The disadvantage is that the timeseries ‘plugins’ must be implemented in C-code.

collection = TimeseriesCollection()
collection.addTimeseries(Timeseries.Atom(...)) - add a new Timeseries object
collection.compute(...)                        - compute the collection of timeseries from the trajectory
collection.clear()                             - clear the collection
collection[i]                                  - access the i'th timeseries
len(collection)                                - return the number of Timeseries added to the collection
addTimeseries(ts)[source]

add a Timeseries object to the collection

clear()[source]

clear the timeseries collection

compute(trj, start=0, stop=-1, skip=1)[source]

Iterate through the trajectory trj and compute the time series.

trj
dcd trajectory object (i.e.

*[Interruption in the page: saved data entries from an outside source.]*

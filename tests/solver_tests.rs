// Integration tests for the backward solver and the model outputs

mod common;

use kyle_model::{
    polynomial_roots, select_depth_root, BackwardRecursionSolver, CancellationFlag,
    DegeneracyKind, KyleError, KyleModel, ModelConfig, Termination, TERMINAL_VARIANCE_STEP,
};
use common::{budget_bound_params, solvable_params};
use ndarray::Array1;

#[test]
fn test_every_sequence_has_n_plus_one_entries() {
    for steps in [1, 5, 10] {
        let params = ModelConfig { steps, ..Default::default() }.build().unwrap();
        let run = KyleModel::seeded(params, 3).unwrap().run().unwrap();
        let m = &run.multiperiod;

        for seq in [
            &m.alpha, &m.beta, &m.delta, &m.lambda, &m.sigma_post, &m.noise_orders,
            &m.informed_orders, &m.price_changes, &m.cumulative_informed, &m.cumulative_noise,
        ] {
            assert_eq!(seq.len(), steps + 1, "N={}", steps);
        }
    }
}

#[test]
fn test_boundary_conditions() {
    let run = KyleModel::seeded(solvable_params(), 8).unwrap().run().unwrap();
    let m = &run.multiperiod;

    assert_eq!(m.beta[10], 0.0);
    assert_eq!(m.delta[10], 0.0);
    assert_eq!(m.beta, m.delta);
    assert_eq!(m.price_changes[0], run.parameters.initial_value());
    assert_eq!(m.informed_orders[0], 0.0);
    assert_eq!(m.price_changes[1], 0.0);
    assert_eq!(m.cumulative_informed[0], 0.0);
}

#[test]
fn test_converges_with_ten_steps() {
    let run = KyleModel::seeded(solvable_params(), 1).unwrap().run().unwrap();
    let m = &run.multiperiod;

    assert!(m.converged);
    assert_eq!(m.termination, Termination::Converged);
    assert_eq!(m.iterations, 54);
    assert!(m.initial_variance_gap(&run.parameters) <= run.parameters.tolerance());
    assert!(m.root_diagnostics.is_empty());
}

#[test]
fn test_loose_target_converges_quickly() {
    let params = ModelConfig {
        target_initial_variance: 13.0,
        tolerance: 0.5,
        ..Default::default()
    }
    .build()
    .unwrap();
    let result = KyleModel::seeded(params, 1).unwrap().multiperiod_price().unwrap();

    assert!(result.converged);
    assert_eq!(result.iterations, 2);
}

#[test]
fn test_iteration_budget_is_respected() {
    for budget in [1, 3, 7] {
        let params = budget_bound_params(5, budget);
        let result = KyleModel::seeded(params, 2).unwrap().multiperiod_price().unwrap();

        assert_eq!(result.iterations, budget);
        assert!(!result.converged);
        assert_eq!(result.termination, Termination::IterationBudgetExhausted);

        // Terminal variance after k passes is SIGMA_G - 0.007 k
        let expected = 0.4 - TERMINAL_VARIANCE_STEP * budget as f64;
        assert!((result.sigma_post[5] - expected).abs() < 1e-12);
    }
}

#[test]
fn test_unreachable_target_reports_non_convergence() {
    let params = budget_bound_params(2, 1);
    let result = KyleModel::seeded(params.clone(), 4).unwrap().multiperiod_price().unwrap();

    assert_eq!(result.iterations, 1);
    let err = result.ensure_converged(&params).unwrap_err();
    assert_eq!(err.category(), "numerical");
    assert!(matches!(err, KyleError::NonConvergence { iterations: 1, .. }));
}

#[test]
fn test_default_parameters_run_out_of_terminal_variance() {
    let err = KyleModel::seeded(Default::default(), 1)
        .unwrap()
        .multiperiod_price()
        .unwrap_err();

    assert!(matches!(
        err,
        KyleError::NumericalDegeneracy { index: 50, kind: DegeneracyKind::NegativeTerminalVariance }
    ));
}

#[test]
fn test_zero_price_impact_is_reported() {
    // 0.007 steps the terminal variance to exactly zero on the second pass
    let params = ModelConfig {
        steps: 5,
        terminal_guess_volatility: 0.007,
        target_initial_variance: 1000.0,
        ..Default::default()
    }
    .build()
    .unwrap();
    let err = KyleModel::seeded(params, 1).unwrap().multiperiod_price().unwrap_err();

    assert_eq!(err.period_index(), Some(5));
    assert!(matches!(
        err,
        KyleError::NumericalDegeneracy { kind: DegeneracyKind::ZeroPriceImpact, .. }
    ));
}

#[test]
fn test_backward_solve_ignores_noise_except_terminal_change() {
    let solver = BackwardRecursionSolver::new(solvable_params());
    let a = solver.solve(&Array1::from_elem(11, 0.3)).unwrap();
    let b = solver.solve(&Array1::from_elem(11, -1.7)).unwrap();

    assert_eq!(a.coefficients, b.coefficients);
    assert_eq!(a.iterations, b.iterations);
    assert!((a.terminal_price_change / 0.3 - b.terminal_price_change / -1.7).abs() < 1e-12);
}

#[test]
fn test_cancelled_solver_keeps_completed_work() {
    let flag = CancellationFlag::new();
    flag.cancel();
    let err = BackwardRecursionSolver::new(solvable_params())
        .with_cancellation(flag)
        .solve(&Array1::zeros(11))
        .unwrap_err();

    assert!(matches!(err, KyleError::Cancelled { iterations: 0 }));
}

#[test]
fn test_median_root_selection() {
    // (x - 1)(x - 2)(x - 5)
    let roots = polynomial_roots(&[1.0, -8.0, 17.0, -10.0]);
    assert_eq!(roots.len(), 3);
    let chosen = select_depth_root(&roots).unwrap();
    assert!((chosen.re - 2.0).abs() < 1e-9);
    assert!(chosen.is_admissible_depth());
}

#[test]
fn test_seeded_runs_are_identical() {
    let a = KyleModel::seeded(solvable_params(), 99).unwrap().run().unwrap();
    let b = KyleModel::seeded(solvable_params(), 99).unwrap().run().unwrap();

    assert_eq!(a.terminal_value.to_bits(), b.terminal_value.to_bits());
    assert_eq!(a.one_period.mm_price.to_bits(), b.one_period.mm_price.to_bits());
    let bits = |xs: &Array1<f64>| xs.iter().map(|x| x.to_bits()).collect::<Vec<_>>();
    assert_eq!(bits(&a.multiperiod.lambda), bits(&b.multiperiod.lambda));
    assert_eq!(bits(&a.multiperiod.noise_orders), bits(&b.multiperiod.noise_orders));
    assert_eq!(bits(&a.multiperiod.price_changes), bits(&b.multiperiod.price_changes));
}

#[test]
fn test_single_step_matches_closed_form_depth() {
    let params = ModelConfig { steps: 1, ..Default::default() }.build().unwrap();
    let check = KyleModel::seeded(params, 12).unwrap().one_period_cross_check().unwrap();

    assert!(check.is_consistent(1e-9), "{:?}", check);
    assert!((check.depth_ratio() - std::f64::consts::SQRT_2).abs() < 1e-9);
}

Universe.trajectory)
start, stop, skip
Frames to calculate parts of the trajectory. It is important to note that start and stop are inclusive

7.4.2. Timeseries of observables

class MDAnalysis.core.Timeseries.Atom(code, atoms)[source]

Create a timeseries that returns coordinate data for an atom or group of atoms

t = Atom(code, atoms)
code
is one of ‘x’, ‘y’, ‘z’, or ‘v’ (‘vector’, which returns all three dimensions)
atoms
can be a single Atom object, a list of Atom objects, or an AtomGroup
class MDAnalysis.core.Timeseries.Bond(atoms)[source]

Create a timeseries that returns a timeseries for a bond

t = Bond(atoms)

atoms must contain 2 Atom instances, either as a list or an AtomGroup

class MDAnalysis.core.Timeseries.Angle(atoms)[source]

Create a timeseries that returns a timeseries for an angle

t = Angle(atoms)

atoms must contain 3 Atom instances, either as a list or an AtomGroup

class MDAnalysis.core.Timeseries.Dihedral(atoms)[source]

Create a timeseries that returns a timeseries for a dihedral angle

t = Dihedral(atoms)

atoms must contain 4 Atom objects, either as a list or an AtomGroup

class MDAnalysis.core.Timeseries.Distance(code, atoms)[source]

Create a timeseries that returns distances between 2 atoms

t = Distance(code, atoms)

code is one of ‘d’ (distance vector), or ‘r’ (scalar distance) atoms must contain 2 Atom objects, either as a list or an AtomGroup

class MDAnalysis.core.Timeseries.CenterOfGeometry(atoms)[source]

Create a timeseries that returns the center of geometry of a group of atoms

t = CenterOfGeometry(atoms)

atoms can be a list of Atom objects, or a AtomGroup

class MDAnalysis.core.Timeseries.CenterOfMass(atoms)[source]

Create a timeseries that returns the center of mass of a group of atoms

t = CenterOfMass(atoms)

atoms can be a list of Atom objects or a AtomGroup

class MDAnalysis.core.Timeseries.WaterDipole(atoms)[source]

Create a Timeseries that returns a timeseries for the bisector vector of a 3-site water

d = WaterDipole(atoms)

atoms must contain 3 Atom objects, either as a list or an AtomGroup; the first one must be the oxygen, the other two are the hydrogens.

The vector d, multiplied by the partial charge on the oxygen atom (e.g. q = -0.0.834 for TIP3P water), gives the actual dipole moment.

The vector is calculated from the positions of the oxygen atom (\(\mathbf{x}_{\text{O}}\)) and the two hydrogen atoms (\(\mathbf{x}_{\text{H}_1}\), \(\mathbf{x}_{\text{H}_2}\)) as

\[\mathbf{d} = \mathbf{x}_{\text{O}} - \frac{1}{2}(\mathbf{x}_{\text{H}_1} + \mathbf{x}_{\text{H}_2})\]

and the dipole moment vector is

\[\boldsymbol{\mu} = q_{\text{O}} \mathbf{d}\]

Note

This will only work for water models that have half of the oxygen charge on each hydrogen. The vector \(\mathbf{d}\) has the opposite direction of the dipole moment; multiplying with the oxygen charge (\(q_{\text{O}}<0\)) will flip the direction and produce the correct orientation.

There are no sanity checks; if the first atom in a water molecule is not oxygen then results will be wrong.